──────── Task inputs

//! HTTP server implementation using axum.

use std::net::SocketAddr;

use axum::extract::Extension;
use axum::middleware;
use axum::response::Html;
use axum::routing::{get, post};
use axum::Router;
use tokio::net::TcpListener;
use tower_http::catch_panic::CatchPanicLayer;
use tower_http::services::ServeDir;
use tower_http::trace::TraceLayer;
use tracing::{info, warn};

use crate::auth;
use crate::handlers;
use crate::session::{require_session, Session};
use crate::signals::SpotigoSignals;
use crate::state::AppState;
use crate::views::home_page;

/// Create the axum router.
pub fn create_router(state: AppState) -> Router {
    let public = Router::new()
        .route("/auth/login", get(auth::login))
        .route("/auth/callback", get(auth::callback));

    let protected = Router::new()
        .route("/", get(serve_home))
        .route("/rpc/get-playing-song", post(handlers::get_playing_song_route))
        .route("/rpc/queue-track", post(handlers::queue_track_route))
        .route("/rpc/add-to-playlist", post(handlers::add_to_playlist_route))
        .route(
            "/rpc/update-selected-song",
            post(handlers::update_selected_song_route),
        )
        .route("/rpc/get-top-songs", post(handlers::get_top_songs_route))
        .route(
            "/rpc/get-detailed-track-info",
            post(handlers::get_detailed_track_info_route),
        )
        .route("/auth/logout", get(auth::logout))
        .route_layer(middleware::from_fn_with_state(
            state.clone(),
            require_session,
        ));

    let assets = ServeDir::new(&state.config.assets_dir);

    Router::new()
        .merge(public)
        .merge(protected)
        .nest_service("/assets", assets)
        .layer(TraceLayer::new_for_http())
        .layer(CatchPanicLayer::new())
        .with_state(state)
}

/// Serve the page shell.
async fn serve_home(Extension(_session): Extension<Session>) -> Html<String> {
    Html(home_page(&SpotigoSignals::default()))
}

/// Bind `addr` and serve until Ctrl-C.
pub async fn run_server(state: AppState, addr: SocketAddr) -> std::io::Result<()> {
    let listener = TcpListener::bind(addr).await?;
    serve(listener, state).await
}

/// Serve on an already bound listener until Ctrl-C.
pub async fn serve(listener: TcpListener, state: AppState) -> std::io::Result<()> {
    let app = create_router(state);

    info!(addr = %listener.local_addr()?, "Starting spotigo web server");
    axum::serve(listener, app)
        .with_graceful_shutdown(shutdown_signal())
        .await?;

    info!("Web server stopped");
    Ok(())
}

async fn shutdown_signal() {
    if let Err(e) = tokio::signal::ctrl_c().await {
        warn!(error = %e, "Failed to listen for Ctrl-C");
        std::future::pending::<()>().await;
    }
    info!("Shutdown signal received");
}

────────────────

• Description of the task
Wherever the string "await" appears in the entries, copy that line.

• Result of this task
    let listener = TcpListener::bind(addr).await?;
    serve(listener, state).await
        .await?;
    if let Err(e) = tokio::signal::ctrl_c().await {
        std::future::pending::<()>().await;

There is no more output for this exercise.